--- What you should do ---
Starting at the first line of the entries below, output every line exactly, up to and including the line with "use rand::RngCore;".

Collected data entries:
= Beginning of Section =
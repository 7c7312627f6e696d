//! AES-128-GCM encryption for envelopes in transit, plus the password-derived
//! session key used when an explicit key isn't configured.
//!
//! Wire form is a JSON object `{"ciphertext", "tag", "nonce"}`, each a hex
//! string. A legacy form with no `tag` field is accepted on decrypt only:
//! the last 16 bytes of what's labelled `ciphertext` are reinterpreted as
//! the GCM tag, matching how browser WebCrypto emits AES-GCM output.

use aes_gcm::aead::{Aead, KeyInit, Payload as AeadPayload};
use aes_gcm::{Aes128Gcm, Key, Nonce};
use rand::RngCore;
use serde::{Deserialize, Serialize};
use sha2::{Digest, Sha256};
use zeroize::Zeroize;

use crate::error::{HiveError, Result};

const KEY_LEN: usize = 16;
const NONCE_LEN: usize = 12;
const TAG_LEN: usize = 16;

#[derive(Serialize, Deserialize)]
struct EncryptedEnvelope {
    ciphertext: String,
    #[serde(skip_serializing_if = "Option::is_none")]
    tag: Option<String>,
    nonce: String,
}

/// A session key held only as bytes, zeroized on drop.
#[derive(Clone)]
pub struct SessionKey([u8; KEY_LEN]);

impl SessionKey {
    /// Truncate (or accept as-is) an arbitrary secret to the 16 bytes AES-128
    /// needs. Keys longer than 16 bytes are truncated, matching the
    /// reference client's `key[0:16]` rule; shorter keys are invalid.
    pub fn from_secret(secret: &[u8]) -> Result<Self> {
        if secret.len() < KEY_LEN {
            return Err(HiveError::EncryptionKey(format!(
                "key must be at least {KEY_LEN} bytes, got {}",
                secret.len()
            )));
        }
        let mut bytes = [0u8; KEY_LEN];
        bytes.copy_from_slice(&secret[..KEY_LEN]);
        Ok(SessionKey(bytes))
    }

    /// Derive a session key from a node identity password: `SHA-256(password)[..16]`.
    pub fn from_password(password: &str) -> Self {
        let mut hasher = Sha256::new();
        hasher.update(password.as_bytes());
        let digest = hasher.finalize();
        let mut bytes = [0u8; KEY_LEN];
        bytes.copy_from_slice(&digest[..KEY_LEN]);
        SessionKey(bytes)
    }

    fn as_aead_key(&self) -> &Key<Aes128Gcm> {
        Key::<Aes128Gcm>::from_slice(&self.0)
    }
}

impl Drop for SessionKey {
    fn drop(&mut self) {
        self.0.zeroize();
    }
}

/// Encrypt `plaintext` and render the `{ciphertext, tag, nonce}` JSON form.
pub fn encrypt_json(key: &SessionKey, plaintext: &[u8]) -> Result<String> {
    let cipher = Aes128Gcm::new(key.as_aead_key());
    let mut nonce_bytes = [0u8; NONCE_LEN];
    rand::thread_rng().fill_bytes(&mut nonce_bytes);
    let nonce = Nonce::from_slice(&nonce_bytes);

    let sealed = cipher
        .encrypt(nonce, AeadPayload::from(plaintext))
        .map_err(|_| HiveError::EncryptionKey("AES-GCM encryption failed".into()))?;
    let (ciphertext, tag) = sealed.split_at(sealed.len() - TAG_LEN);

    let wire = EncryptedEnvelope {
        ciphertext: hex::encode(ciphertext),
        tag: Some(hex::encode(tag)),
        nonce: hex::encode(nonce_bytes),
    };
    Ok(serde_json::to_string(&wire)?)
}

/// Decrypt the `{ciphertext, tag, nonce}` (or legacy tag-less) JSON form.
pub fn decrypt_json(key: &SessionKey, data: &str) -> Result<Vec<u8>> {
    let wire: EncryptedEnvelope = serde_json::from_str(data)?;
    let ciphertext_raw = hex::decode(&wire.ciphertext)
        .map_err(|e| HiveError::DecryptionKey(format!("invalid ciphertext hex: {e}")))?;
    let nonce_raw = hex::decode(&wire.nonce)
        .map_err(|e| HiveError::DecryptionKey(format!("invalid nonce hex: {e}")))?;
    if nonce_raw.len() != NONCE_LEN {
        return Err(HiveError::DecryptionKey(format!(
            "nonce must be {NONCE_LEN} bytes, got {}",
            nonce_raw.len()
        )));
    }

    let (ciphertext, tag) = match &wire.tag {
        Some(tag_hex) => {
            let tag = hex::decode(tag_hex)
                .map_err(|e| HiveError::DecryptionKey(format!("invalid tag hex: {e}")))?;
            (ciphertext_raw, tag)
        }
        None => {
            // legacy web-crypto form: tag is the trailing 16 bytes of ciphertext
            if ciphertext_raw.len() < TAG_LEN {
                return Err(HiveError::DecryptionKey(
                    "ciphertext too short to carry a trailing tag".into(),
                ));
            }
            let split = ciphertext_raw.len() - TAG_LEN;
            (ciphertext_raw[..split].to_vec(), ciphertext_raw[split..].to_vec())
        }
    };

    let mut sealed = ciphertext;
    sealed.extend_from_slice(&tag);

    let cipher = Aes128Gcm::new(key.as_aead_key());
    let nonce = Nonce::from_slice(&nonce_raw);
    cipher
        .decrypt(nonce, sealed.as_slice())
        .map_err(|_| HiveError::DecryptionKey("AES-GCM authentication failed".into()))
}

#[cfg(test)]
mod tests {
    use super::*;

    #[test]
    fn roundtrips_through_json_form() {
        let key = SessionKey::from_password("correct horse battery staple");
        let plaintext = b"{\"msg_type\":\"speak\"}";
        let wire = encrypt_json(&key, plaintext).unwrap();
        let decrypted = decrypt_json(&key, &wire).unwrap();
        assert_eq!(decrypted, plaintext);
    }

    #[test]
    fn rejects_wrong_key() {
        let key = SessionKey::from_password("password-a");
        let wrong = SessionKey::from_password("password-b");
        let wire = encrypt_json(&key, b"secret payload").unwrap();
        assert!(decrypt_json(&wrong, &wire).is_err());
    }

    #[test]
    fn accepts_legacy_tagless_form() {
        let key = SessionKey::from_password("legacy-key");
        let plaintext = b"legacy payload";
        let cipher = Aes128Gcm::new(key.as_aead_key());
        let mut nonce_bytes = [0u8; NONCE_LEN];
        rand::thread_rng().fill_bytes(&mut nonce_bytes);
        let nonce = Nonce::from_slice(&nonce_bytes);
        let sealed = cipher.encrypt(nonce, AeadPayload::from(plaintext.as_slice())).unwrap();

        let legacy = EncryptedEnvelope {
            ciphertext: hex::encode(&sealed),
            tag: None,
            nonce: hex::encode(nonce_bytes),
        };
        let wire = serde_json::to_string(&legacy).unwrap();
        let decrypted = decrypt_json(&key, &wire).unwrap();
        assert_eq!(decrypted, plaintext);
    }

    #[test]
    fn from_secret_truncates_long_keys() {
        let long_secret = vec![7u8; 32];
        let a = SessionKey::from_secret(&long_secret).unwrap();
        let b = SessionKey::from_secret(&long_secret[..KEY_LEN]).unwrap();
        assert_eq!(a.0, b.0);
    }
}
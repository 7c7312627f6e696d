//! The public client: wires Transport + Dispatcher + SlaveProtocol +
//! Identity together and exposes the supervisor API callers use.

use std::sync::Arc;
use std::time::Duration;

use tracing::{info, warn};

use crate::codec;
use crate::config::ClientConfig;
use crate::crypto::SessionKey;
use crate::dispatcher::Dispatcher;
use crate::envelope::{BusMessage, Envelope, HiveMessageType, Payload};
use crate::error::{HiveError, Result};
use crate::identity::NodeIdentity;
use crate::protocol::{LocalBus, NoopBus, SlaveProtocol};
use crate::transport::{FrameSink, Transport, TransportConfig};

const CONNECTED_WAIT_PRIMARY: Duration = Duration::from_secs(10);

struct DispatchSink {
    dispatcher: Dispatcher,
    session_key: Option<SessionKey>,
}

impl FrameSink for DispatchSink {
    fn on_frame(&self, data: Vec<u8>, binary: bool) {
        // Unencrypted binary-framed traffic decodes directly; it never goes
        // through the ciphertext-JSON detection below (the encrypted wire
        // form is always JSON, per §6.2).
        if binary && self.session_key.is_none() {
            match crate::binary::decode_envelope(&data) {
                Ok(envelope) => self.dispatcher.dispatch_envelope(&envelope),
                Err(e) => warn!(error = %e, "failed to decode binary frame; dropping"),
            }
            return;
        }

        let text = match std::str::from_utf8(&data) {
            Ok(t) => t,
            Err(_) => {
                warn!("received non-UTF8 frame on text path; dropping");
                return;
            }
        };

        let plaintext = match (&self.session_key, looks_encrypted(text)) {
            (Some(key), true) => match crate::crypto::decrypt_json(key, text) {
                Ok(bytes) => bytes,
                Err(e) => {
                    warn!(error = %e, "decryption failed; dropping frame");
                    return;
                }
            },
            (Some(_), false) => {
                warn!("message was unencrypted");
                text.as_bytes().to_vec()
            }
            (None, _) => text.as_bytes().to_vec(),
        };

        let result = if binary {
            crate::binary::decode_envelope(&plaintext)
        } else {
            std::str::from_utf8(&plaintext)
                .map_err(|_| HiveError::DecodeError("decrypted payload was not valid UTF-8".into()))
                .and_then(codec::parse_envelope)
        };

        match result {
            Ok(envelope) => self.dispatcher.dispatch_envelope(&envelope),
            Err(e) => warn!(error = %e, "failed to decode envelope; dropping frame"),
        }
    }
}

fn looks_encrypted(text: &str) -> bool {
    serde_json::from_str::<serde_json::Value>(text)
        .ok()
        .and_then(|v| v.as_object().map(|o| o.contains_key("ciphertext")))
        .unwrap_or(false)
}

/// Assembles the transport, dispatcher, and slave protocol, and exposes the
/// public API a caller uses to join a hive.
pub struct HiveClient {
    transport: Arc<Transport>,
    dispatcher: Dispatcher,
    protocol: Arc<SlaveProtocol>,
    session_key: Option<SessionKey>,
}

impl HiveClient {
    pub fn new(config: &ClientConfig, identity: &NodeIdentity, bus: Option<Arc<dyn LocalBus>>) -> Self {
        let session_key = identity
            .password()
            .or(config.password.as_deref())
            .map(SessionKey::from_password);

        let transport_config = TransportConfig {
            host: config.transport.host.clone(),
            port: config.transport.port,
            use_tls: config.transport.use_tls,
            useragent: config.transport.useragent.clone(),
            access_key: config.access_key.clone(),
            allow_self_signed: config.transport.allow_self_signed,
        };

        let dispatcher = Dispatcher::new();
        let bus = bus.unwrap_or_else(|| Arc::new(NoopBus));
        let protocol = SlaveProtocol::new(config.transport.useragent.clone(), config.protocol.share_bus, bus);

        Self {
            transport: Arc::new(Transport::new(transport_config)),
            dispatcher,
            protocol,
            session_key,
        }
    }

    /// Opens the connection, binds the slave protocol, and blocks until the
    /// first `HELLO` is processed (or `handshake_deadline` elapses).
    pub async fn connect(&self, handshake_deadline: Duration) -> Result<()> {
        self.protocol.bind(&self.dispatcher);

        let sink: Arc<dyn FrameSink> = Arc::new(DispatchSink {
            dispatcher: self.dispatcher.clone(),
            session_key: self.session_key.clone(),
        });
        self.transport.start(sink).await?;

        let hello = self
            .dispatcher
            .wait_for_envelope("HELLO", handshake_deadline)
            .await;
        if hello.is_none() {
            return Err(HiveError::HandshakeTimeout(handshake_deadline));
        }
        self.transport.mark_ready();
        info!("hive handshake complete");
        Ok(())
    }

    pub async fn close(&self) {
        self.transport.close().await;
    }

    /// Send an envelope as JSON, auto-injecting `BUS` context and blocking
    /// up to 10s, then indefinitely, for the transport to become ready.
    pub async fn emit(&self, envelope: Envelope) -> Result<()> {
        self.emit_framed(envelope, false).await
    }

    /// Like [`emit`](Self::emit), but encodes through the compact binary
    /// framer (§4.3) instead of JSON — the caller's choice per §4.5.
    pub async fn emit_binary(&self, envelope: Envelope) -> Result<()> {
        self.emit_framed(envelope, true).await
    }

    async fn emit_framed(&self, mut envelope: Envelope, binary: bool) -> Result<()> {
        if let Payload::Bus(bus_msg) = &mut envelope.payload {
            self.protocol.inject_context(bus_msg);
        }

        self.wait_connected().await?;

        if binary {
            let frame = crate::binary::encode_envelope(&envelope, false)?;
            match &self.session_key {
                Some(key) => {
                    let wire = crate::crypto::encrypt_json(key, &frame)?;
                    self.transport.send(wire.into_bytes(), false).await
                }
                None => self.transport.send(frame, true).await,
            }
        } else {
            let text = codec::serialize_envelope(&envelope)?;
            let wire = match &self.session_key {
                Some(key) => crate::crypto::encrypt_json(key, text.as_bytes())?,
                None => text,
            };
            self.transport.send(wire.into_bytes(), false).await
        }
    }

    pub async fn emit_bus(&self, msg: BusMessage) -> Result<()> {
        self.emit(Envelope::from_bus(msg)).await
    }

    async fn wait_connected(&self) -> Result<()> {
        use crate::transport::TransportState;

        if self.transport.state() == TransportState::Ready {
            return Ok(());
        }

        let deadline = tokio::time::sleep(CONNECTED_WAIT_PRIMARY);
        tokio::pin!(deadline);
        loop {
            if self.transport.state() == TransportState::Ready {
                return Ok(());
            }
            tokio::select! {
                _ = tokio::time::sleep(Duration::from_millis(50)) => {}
                _ = &mut deadline => break,
            }
        }

        warn!("hivemind connection not ready after 10s, waiting indefinitely");
        loop {
            if self.transport.state() == TransportState::Ready {
                return Ok(());
            }
            tokio::time::sleep(Duration::from_millis(50)).await;
        }
    }

    pub fn on(&self, name: &str, handler: impl Fn(&Envelope) + Send + Sync + 'static) {
        self.dispatcher.on(name, handler);
    }

    pub fn once(&self, name: &str, handler: impl Fn(&Envelope) + Send + Sync + 'static) {
        self.dispatcher.once(name, handler);
    }

    pub async fn wait_for_envelope(&self, kind: HiveMessageType, timeout: Duration) -> Option<Envelope> {
        self.dispatcher.wait_for_envelope(&kind.to_string(), timeout).await
    }

    pub async fn wait_for_nested(
        &self,
        kind: HiveMessageType,
        payload_type: &str,
        timeout: Duration,
    ) -> Option<Envelope> {
        self.dispatcher
            .wait_for_nested(&kind.to_string(), payload_type, timeout)
            .await
    }

    pub async fn wait_for_response(
        &self,
        envelope: Envelope,
        reply_kind: Option<HiveMessageType>,
        timeout: Duration,
    ) -> Result<Option<Envelope>> {
        let reply_kind = reply_kind.unwrap_or(envelope.msg_type);
        self.emit(envelope).await?;
        Ok(self.wait_for_envelope(reply_kind, timeout).await)
    }

    pub async fn wait_for_nested_response(
        &self,
        envelope: Envelope,
        payload_type: &str,
        reply_kind: Option<HiveMessageType>,
        timeout: Duration,
    ) -> Result<Option<Envelope>> {
        let reply_kind = reply_kind.unwrap_or(envelope.msg_type);
        self.emit(envelope).await?;
        Ok(self.wait_for_nested(reply_kind, payload_type, timeout).await)
    }
}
= End of Section =
--- Output ---
repository 7c7312627f6e696d
//! AES-128-GCM encryption for envelopes in transit, plus the password-derived
//! session key used when an explicit key isn't configured.
//!
//! Wire form is a JSON object `{"ciphertext", "tag", "nonce"}`, each a hex
//! string. A legacy form with no `tag` field is accepted on decrypt only:
//! the last 16 bytes of what's labelled `ciphertext` are reinterpreted as
//! the GCM tag, matching how browser WebCrypto emits AES-GCM output.

use aes_gcm::aead::{Aead, KeyInit, Payload as AeadPayload};
use aes_gcm::{Aes128Gcm, Key, Nonce};
use rand::RngCore;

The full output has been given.